(Source data)
::::::::::
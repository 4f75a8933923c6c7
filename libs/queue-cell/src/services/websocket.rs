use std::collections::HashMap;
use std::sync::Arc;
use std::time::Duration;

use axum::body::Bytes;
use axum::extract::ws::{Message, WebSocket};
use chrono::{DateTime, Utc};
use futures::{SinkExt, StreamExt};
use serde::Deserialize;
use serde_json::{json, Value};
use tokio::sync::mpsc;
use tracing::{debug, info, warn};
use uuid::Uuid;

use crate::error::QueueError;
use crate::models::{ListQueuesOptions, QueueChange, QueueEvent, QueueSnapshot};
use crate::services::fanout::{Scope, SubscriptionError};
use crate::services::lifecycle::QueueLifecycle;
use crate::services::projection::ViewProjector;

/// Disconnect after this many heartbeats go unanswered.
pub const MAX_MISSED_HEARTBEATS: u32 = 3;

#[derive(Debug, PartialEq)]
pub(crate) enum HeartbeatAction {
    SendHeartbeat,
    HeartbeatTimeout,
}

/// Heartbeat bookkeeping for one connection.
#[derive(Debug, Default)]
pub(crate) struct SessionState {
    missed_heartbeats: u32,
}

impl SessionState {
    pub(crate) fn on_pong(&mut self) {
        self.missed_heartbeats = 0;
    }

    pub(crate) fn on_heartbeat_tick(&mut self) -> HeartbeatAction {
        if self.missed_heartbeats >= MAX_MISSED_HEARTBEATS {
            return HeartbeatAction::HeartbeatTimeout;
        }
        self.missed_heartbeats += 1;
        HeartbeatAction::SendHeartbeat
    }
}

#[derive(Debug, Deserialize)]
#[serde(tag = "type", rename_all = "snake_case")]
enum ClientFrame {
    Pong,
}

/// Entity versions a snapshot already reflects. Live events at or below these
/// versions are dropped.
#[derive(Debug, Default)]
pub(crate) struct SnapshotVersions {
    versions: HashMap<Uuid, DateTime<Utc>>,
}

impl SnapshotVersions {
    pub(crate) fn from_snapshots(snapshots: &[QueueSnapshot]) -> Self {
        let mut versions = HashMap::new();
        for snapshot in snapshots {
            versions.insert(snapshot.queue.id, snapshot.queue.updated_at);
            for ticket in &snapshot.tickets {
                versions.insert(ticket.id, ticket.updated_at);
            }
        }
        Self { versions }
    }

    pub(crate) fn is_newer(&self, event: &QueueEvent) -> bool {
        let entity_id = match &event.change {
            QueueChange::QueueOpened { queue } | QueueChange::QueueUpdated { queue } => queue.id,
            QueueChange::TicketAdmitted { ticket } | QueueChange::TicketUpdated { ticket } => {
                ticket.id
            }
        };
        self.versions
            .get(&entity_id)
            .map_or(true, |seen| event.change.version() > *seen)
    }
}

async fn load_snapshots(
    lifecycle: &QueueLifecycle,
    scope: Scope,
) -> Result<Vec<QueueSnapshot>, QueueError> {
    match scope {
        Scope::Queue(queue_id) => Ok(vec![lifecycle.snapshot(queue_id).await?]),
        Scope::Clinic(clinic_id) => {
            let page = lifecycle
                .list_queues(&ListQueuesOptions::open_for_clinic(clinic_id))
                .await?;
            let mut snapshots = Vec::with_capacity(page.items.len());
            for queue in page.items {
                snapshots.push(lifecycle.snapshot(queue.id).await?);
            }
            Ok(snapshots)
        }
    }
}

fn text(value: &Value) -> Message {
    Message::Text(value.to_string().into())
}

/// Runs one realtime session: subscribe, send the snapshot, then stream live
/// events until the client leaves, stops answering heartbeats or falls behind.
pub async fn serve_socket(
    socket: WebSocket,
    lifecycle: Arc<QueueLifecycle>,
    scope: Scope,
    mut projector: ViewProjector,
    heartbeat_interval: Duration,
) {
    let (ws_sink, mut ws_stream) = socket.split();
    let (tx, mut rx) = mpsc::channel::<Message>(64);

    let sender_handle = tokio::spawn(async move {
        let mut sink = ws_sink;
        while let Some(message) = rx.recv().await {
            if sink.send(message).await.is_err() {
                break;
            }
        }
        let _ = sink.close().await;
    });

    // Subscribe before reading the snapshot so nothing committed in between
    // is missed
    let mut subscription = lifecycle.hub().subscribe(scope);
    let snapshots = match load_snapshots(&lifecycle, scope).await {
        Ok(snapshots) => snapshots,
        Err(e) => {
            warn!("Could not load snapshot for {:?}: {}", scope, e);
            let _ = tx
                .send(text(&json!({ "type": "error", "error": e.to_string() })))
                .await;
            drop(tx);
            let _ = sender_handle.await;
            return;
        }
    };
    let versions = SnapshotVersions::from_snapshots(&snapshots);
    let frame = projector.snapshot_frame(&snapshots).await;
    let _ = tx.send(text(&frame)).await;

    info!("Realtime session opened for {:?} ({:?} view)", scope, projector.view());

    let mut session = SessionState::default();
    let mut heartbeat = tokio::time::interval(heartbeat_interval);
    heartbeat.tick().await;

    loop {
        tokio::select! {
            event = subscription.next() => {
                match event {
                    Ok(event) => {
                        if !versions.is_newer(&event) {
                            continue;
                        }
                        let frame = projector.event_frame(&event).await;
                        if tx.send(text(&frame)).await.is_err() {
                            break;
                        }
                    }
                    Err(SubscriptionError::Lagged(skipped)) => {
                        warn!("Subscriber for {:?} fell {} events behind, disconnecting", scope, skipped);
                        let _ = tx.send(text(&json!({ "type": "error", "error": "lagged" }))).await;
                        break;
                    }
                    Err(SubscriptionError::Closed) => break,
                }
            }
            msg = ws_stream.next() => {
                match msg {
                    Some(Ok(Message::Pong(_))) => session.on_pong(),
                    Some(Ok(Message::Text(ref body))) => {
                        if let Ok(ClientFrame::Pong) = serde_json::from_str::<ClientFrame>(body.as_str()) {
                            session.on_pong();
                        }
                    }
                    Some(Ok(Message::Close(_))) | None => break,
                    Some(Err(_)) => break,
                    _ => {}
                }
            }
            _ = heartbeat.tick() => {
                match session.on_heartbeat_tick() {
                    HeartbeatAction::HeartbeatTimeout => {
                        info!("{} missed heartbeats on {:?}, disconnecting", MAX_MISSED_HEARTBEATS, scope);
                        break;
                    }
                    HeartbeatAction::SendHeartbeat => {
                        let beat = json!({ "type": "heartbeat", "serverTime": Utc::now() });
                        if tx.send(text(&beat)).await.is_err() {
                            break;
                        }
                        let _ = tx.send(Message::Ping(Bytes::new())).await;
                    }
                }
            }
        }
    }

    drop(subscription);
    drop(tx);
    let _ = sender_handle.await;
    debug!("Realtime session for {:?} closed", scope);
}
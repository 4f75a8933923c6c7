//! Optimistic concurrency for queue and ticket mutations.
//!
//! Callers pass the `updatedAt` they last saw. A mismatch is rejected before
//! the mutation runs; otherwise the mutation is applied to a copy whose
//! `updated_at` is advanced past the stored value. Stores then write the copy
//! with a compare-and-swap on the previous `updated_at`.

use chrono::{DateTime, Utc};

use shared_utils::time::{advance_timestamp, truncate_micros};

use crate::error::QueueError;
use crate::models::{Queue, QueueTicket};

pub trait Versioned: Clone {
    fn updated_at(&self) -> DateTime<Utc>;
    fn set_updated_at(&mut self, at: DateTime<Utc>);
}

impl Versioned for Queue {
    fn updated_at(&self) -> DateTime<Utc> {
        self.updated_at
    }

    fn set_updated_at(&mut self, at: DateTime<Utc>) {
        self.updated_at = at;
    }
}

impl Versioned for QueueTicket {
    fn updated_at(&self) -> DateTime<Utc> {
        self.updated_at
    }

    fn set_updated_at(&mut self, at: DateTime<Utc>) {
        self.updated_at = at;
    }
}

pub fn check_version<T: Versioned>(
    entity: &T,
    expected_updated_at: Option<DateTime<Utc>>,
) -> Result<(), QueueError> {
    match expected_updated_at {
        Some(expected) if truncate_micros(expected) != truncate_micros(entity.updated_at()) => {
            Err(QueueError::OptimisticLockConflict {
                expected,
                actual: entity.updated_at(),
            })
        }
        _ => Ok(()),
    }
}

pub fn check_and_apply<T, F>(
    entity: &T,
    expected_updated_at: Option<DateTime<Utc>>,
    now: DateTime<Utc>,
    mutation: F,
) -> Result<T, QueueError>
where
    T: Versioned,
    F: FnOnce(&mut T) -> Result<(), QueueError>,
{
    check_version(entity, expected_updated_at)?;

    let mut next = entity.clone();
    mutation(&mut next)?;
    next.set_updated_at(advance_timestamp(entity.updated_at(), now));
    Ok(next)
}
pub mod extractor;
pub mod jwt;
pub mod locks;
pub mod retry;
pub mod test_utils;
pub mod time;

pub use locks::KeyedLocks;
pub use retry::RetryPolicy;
::::::::::
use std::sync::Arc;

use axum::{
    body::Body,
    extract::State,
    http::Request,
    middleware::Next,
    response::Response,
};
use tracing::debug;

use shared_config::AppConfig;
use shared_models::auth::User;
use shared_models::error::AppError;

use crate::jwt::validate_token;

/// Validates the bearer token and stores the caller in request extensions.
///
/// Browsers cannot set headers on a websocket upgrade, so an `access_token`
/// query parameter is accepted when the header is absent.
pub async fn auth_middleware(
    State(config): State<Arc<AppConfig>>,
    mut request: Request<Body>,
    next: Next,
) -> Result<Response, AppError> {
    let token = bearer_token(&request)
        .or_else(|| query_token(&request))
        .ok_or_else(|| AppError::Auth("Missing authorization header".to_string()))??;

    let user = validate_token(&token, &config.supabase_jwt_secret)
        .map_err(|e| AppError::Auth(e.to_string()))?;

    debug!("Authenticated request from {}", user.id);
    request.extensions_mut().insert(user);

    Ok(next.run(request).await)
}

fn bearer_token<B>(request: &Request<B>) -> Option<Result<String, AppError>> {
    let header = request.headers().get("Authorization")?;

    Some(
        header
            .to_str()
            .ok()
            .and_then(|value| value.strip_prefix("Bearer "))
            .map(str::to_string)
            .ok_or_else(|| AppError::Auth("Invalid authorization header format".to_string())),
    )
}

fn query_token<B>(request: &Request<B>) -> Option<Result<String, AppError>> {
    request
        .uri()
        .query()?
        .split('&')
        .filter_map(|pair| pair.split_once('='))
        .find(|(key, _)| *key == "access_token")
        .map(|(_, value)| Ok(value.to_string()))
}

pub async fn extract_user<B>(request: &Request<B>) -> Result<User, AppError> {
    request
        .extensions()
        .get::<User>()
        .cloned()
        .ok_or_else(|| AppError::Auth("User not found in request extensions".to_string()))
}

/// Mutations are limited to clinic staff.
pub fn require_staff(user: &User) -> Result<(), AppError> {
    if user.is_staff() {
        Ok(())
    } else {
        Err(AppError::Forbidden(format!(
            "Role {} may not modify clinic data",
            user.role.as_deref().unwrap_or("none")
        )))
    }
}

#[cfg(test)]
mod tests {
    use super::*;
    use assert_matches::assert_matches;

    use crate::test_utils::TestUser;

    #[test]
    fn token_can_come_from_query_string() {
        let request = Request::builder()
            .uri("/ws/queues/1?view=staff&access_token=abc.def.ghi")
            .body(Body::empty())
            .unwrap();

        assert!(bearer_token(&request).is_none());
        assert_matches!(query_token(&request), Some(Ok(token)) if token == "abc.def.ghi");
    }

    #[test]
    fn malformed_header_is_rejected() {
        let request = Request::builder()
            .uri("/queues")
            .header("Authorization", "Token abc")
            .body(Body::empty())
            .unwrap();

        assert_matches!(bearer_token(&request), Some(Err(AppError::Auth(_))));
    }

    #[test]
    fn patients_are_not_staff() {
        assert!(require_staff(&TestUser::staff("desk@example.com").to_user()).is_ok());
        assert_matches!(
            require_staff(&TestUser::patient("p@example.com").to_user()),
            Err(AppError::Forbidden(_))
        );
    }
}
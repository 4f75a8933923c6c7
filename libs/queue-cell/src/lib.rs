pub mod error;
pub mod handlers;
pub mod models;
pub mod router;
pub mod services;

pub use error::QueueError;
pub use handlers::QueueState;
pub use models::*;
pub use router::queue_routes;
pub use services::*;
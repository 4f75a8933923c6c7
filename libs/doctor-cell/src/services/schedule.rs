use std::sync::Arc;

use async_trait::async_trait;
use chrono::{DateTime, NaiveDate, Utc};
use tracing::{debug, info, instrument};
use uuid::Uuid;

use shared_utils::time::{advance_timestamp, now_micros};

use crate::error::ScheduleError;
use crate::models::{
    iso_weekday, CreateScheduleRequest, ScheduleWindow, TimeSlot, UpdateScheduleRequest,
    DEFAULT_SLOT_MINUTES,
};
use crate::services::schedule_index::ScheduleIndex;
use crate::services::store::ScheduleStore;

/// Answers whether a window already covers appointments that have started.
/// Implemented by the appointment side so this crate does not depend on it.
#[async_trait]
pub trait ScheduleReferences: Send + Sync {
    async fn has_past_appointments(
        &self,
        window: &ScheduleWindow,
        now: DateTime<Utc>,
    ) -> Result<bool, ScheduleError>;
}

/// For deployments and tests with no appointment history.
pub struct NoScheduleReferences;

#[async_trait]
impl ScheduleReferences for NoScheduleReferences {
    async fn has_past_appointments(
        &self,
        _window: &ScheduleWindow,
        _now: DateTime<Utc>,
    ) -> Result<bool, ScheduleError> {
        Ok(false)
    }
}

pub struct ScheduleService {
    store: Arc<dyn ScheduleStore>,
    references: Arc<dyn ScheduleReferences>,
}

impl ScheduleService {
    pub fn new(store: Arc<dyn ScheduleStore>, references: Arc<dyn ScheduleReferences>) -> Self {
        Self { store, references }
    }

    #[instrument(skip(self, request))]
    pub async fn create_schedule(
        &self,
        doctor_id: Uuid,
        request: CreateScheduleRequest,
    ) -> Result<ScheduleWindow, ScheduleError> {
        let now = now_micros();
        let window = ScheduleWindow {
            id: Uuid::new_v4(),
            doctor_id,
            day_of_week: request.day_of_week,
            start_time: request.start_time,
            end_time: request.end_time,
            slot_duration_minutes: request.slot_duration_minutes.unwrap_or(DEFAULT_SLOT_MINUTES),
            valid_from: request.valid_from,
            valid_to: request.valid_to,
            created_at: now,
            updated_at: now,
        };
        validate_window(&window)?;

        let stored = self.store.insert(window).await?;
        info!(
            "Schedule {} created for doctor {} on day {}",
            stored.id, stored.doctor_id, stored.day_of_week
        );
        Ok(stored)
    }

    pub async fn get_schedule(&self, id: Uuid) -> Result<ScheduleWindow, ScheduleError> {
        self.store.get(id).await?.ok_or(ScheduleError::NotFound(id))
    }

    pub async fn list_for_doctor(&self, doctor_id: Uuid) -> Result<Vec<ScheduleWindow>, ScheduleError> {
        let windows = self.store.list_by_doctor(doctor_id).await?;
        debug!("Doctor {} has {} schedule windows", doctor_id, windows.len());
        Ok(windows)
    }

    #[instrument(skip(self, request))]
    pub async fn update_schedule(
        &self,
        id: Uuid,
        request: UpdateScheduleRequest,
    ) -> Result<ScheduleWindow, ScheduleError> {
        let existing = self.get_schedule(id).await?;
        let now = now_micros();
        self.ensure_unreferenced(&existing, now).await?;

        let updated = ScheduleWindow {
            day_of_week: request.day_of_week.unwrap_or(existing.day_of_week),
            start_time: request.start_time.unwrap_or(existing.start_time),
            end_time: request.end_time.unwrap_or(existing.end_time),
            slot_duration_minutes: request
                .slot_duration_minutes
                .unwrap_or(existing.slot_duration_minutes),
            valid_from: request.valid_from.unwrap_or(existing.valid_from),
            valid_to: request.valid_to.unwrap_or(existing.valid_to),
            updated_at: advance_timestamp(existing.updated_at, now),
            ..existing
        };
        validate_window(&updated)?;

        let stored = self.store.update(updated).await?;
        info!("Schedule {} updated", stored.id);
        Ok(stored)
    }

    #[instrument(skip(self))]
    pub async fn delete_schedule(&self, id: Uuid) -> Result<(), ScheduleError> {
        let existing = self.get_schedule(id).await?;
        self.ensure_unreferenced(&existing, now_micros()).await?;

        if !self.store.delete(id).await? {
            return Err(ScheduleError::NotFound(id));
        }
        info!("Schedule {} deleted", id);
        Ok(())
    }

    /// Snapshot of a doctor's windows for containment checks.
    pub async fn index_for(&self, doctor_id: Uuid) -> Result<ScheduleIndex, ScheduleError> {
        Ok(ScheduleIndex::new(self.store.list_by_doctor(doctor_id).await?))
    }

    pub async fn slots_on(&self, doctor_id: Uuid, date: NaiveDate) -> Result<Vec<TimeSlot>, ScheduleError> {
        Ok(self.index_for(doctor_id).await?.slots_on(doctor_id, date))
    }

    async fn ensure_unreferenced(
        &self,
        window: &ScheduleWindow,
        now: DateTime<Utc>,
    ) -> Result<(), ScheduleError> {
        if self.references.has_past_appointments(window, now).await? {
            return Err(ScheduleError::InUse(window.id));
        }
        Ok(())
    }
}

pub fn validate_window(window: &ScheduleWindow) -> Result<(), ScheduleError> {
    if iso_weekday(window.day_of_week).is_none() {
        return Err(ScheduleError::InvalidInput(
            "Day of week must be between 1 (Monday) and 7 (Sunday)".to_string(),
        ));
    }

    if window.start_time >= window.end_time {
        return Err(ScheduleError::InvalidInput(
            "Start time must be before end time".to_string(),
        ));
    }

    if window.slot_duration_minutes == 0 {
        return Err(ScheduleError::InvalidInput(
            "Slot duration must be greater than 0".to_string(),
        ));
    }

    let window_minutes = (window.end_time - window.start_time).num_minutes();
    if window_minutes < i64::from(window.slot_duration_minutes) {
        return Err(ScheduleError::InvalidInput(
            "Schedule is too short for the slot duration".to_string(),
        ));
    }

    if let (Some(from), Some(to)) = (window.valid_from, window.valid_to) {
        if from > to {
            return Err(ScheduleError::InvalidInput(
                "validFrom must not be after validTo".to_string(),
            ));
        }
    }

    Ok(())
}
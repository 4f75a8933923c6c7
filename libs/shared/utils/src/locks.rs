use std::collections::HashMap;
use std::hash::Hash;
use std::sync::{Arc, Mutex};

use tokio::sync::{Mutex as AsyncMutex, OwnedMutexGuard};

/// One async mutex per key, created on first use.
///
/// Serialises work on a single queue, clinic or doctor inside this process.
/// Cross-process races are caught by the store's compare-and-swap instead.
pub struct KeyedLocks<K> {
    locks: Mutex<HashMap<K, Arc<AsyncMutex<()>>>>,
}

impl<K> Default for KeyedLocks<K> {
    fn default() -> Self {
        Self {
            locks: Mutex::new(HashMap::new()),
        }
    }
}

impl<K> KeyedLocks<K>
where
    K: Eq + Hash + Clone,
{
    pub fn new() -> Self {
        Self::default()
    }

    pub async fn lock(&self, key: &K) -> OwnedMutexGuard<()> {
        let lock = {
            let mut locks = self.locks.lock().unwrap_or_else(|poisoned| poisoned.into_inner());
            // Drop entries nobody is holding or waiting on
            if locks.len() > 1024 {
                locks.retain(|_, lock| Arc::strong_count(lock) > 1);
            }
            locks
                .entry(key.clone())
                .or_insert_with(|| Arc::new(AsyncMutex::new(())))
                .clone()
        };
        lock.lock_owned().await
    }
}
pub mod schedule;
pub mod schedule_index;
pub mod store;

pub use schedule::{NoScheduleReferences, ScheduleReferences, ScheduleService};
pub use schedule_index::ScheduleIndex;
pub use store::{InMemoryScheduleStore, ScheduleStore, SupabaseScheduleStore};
::::::::::
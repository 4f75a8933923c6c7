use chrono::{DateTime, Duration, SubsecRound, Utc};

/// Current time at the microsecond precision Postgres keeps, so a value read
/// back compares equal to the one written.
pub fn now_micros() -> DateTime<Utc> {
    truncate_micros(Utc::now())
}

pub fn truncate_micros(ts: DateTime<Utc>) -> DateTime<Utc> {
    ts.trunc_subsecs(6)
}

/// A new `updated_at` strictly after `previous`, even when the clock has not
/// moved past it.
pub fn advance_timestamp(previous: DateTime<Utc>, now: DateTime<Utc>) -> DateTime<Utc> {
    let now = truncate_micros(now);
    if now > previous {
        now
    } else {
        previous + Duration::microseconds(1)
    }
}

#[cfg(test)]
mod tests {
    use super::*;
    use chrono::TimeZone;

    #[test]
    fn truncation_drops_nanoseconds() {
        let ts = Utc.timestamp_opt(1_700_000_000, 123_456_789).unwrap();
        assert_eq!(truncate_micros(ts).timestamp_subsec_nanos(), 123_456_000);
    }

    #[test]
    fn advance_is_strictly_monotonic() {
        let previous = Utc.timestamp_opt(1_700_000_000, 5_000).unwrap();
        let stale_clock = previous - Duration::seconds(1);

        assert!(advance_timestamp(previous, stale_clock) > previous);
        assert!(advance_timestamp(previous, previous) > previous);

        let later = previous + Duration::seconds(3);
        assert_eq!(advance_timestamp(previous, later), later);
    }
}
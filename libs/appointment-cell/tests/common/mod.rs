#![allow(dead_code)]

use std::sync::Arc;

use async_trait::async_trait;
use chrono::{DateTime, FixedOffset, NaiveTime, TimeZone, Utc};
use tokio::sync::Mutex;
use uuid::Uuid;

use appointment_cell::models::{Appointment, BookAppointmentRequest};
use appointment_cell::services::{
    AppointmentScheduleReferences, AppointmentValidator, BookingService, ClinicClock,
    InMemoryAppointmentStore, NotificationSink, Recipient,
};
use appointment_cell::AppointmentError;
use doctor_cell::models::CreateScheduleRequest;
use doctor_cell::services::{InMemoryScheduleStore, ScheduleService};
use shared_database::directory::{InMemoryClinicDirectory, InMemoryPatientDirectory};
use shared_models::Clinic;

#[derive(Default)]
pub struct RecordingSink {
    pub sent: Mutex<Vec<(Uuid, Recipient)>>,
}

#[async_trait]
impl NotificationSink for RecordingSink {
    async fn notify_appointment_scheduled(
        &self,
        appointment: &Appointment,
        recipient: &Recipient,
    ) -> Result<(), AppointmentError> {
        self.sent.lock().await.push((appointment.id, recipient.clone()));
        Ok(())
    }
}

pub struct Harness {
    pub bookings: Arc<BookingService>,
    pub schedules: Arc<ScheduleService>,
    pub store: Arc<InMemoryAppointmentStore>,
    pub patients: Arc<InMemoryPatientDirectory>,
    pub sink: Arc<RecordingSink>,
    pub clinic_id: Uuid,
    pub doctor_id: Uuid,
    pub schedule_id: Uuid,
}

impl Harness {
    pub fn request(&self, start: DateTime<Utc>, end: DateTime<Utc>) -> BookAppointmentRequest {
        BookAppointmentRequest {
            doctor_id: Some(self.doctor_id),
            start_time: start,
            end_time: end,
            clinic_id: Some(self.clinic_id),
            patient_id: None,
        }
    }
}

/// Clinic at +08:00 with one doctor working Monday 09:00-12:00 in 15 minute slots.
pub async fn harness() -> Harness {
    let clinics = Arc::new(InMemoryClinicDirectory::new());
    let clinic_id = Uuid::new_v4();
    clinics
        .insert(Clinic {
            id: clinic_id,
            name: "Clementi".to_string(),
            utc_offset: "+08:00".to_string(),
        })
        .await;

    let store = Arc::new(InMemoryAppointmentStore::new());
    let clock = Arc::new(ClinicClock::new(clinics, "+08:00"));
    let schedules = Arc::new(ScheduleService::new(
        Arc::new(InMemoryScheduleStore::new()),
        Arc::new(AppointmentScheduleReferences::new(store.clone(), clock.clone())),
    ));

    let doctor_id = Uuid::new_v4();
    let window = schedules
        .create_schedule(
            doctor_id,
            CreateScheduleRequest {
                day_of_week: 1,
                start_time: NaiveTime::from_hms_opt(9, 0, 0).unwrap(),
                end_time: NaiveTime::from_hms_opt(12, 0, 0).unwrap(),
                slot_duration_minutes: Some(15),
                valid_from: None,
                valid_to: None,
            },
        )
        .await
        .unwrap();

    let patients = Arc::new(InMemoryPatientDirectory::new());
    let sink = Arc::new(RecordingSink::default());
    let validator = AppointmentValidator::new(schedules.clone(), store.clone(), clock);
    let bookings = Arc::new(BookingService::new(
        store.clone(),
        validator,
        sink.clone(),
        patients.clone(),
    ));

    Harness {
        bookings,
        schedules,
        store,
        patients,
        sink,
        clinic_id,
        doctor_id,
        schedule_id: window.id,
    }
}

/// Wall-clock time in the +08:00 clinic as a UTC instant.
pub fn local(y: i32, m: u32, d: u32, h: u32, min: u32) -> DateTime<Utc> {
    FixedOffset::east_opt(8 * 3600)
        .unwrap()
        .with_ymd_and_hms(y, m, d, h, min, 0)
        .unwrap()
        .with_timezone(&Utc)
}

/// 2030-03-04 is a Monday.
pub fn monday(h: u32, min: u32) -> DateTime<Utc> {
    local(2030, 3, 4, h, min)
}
::::::::::
**Exercise directions:**
Beginning at the line with "Browsers cannot set" and stopping after the line with "let token = bearer_token(&request)", please write out every line of the data above exactly and nothing else.

**Answer for the task:**
/// Browsers cannot set headers on a websocket upgrade, so an `access_token`
/// query parameter is accepted when the header is absent.
pub async fn auth_middleware(
    State(config): State<Arc<AppConfig>>,
    mut request: Request<Body>,
    next: Next,
) -> Result<Response, AppError> {
    let token = bearer_token(&request)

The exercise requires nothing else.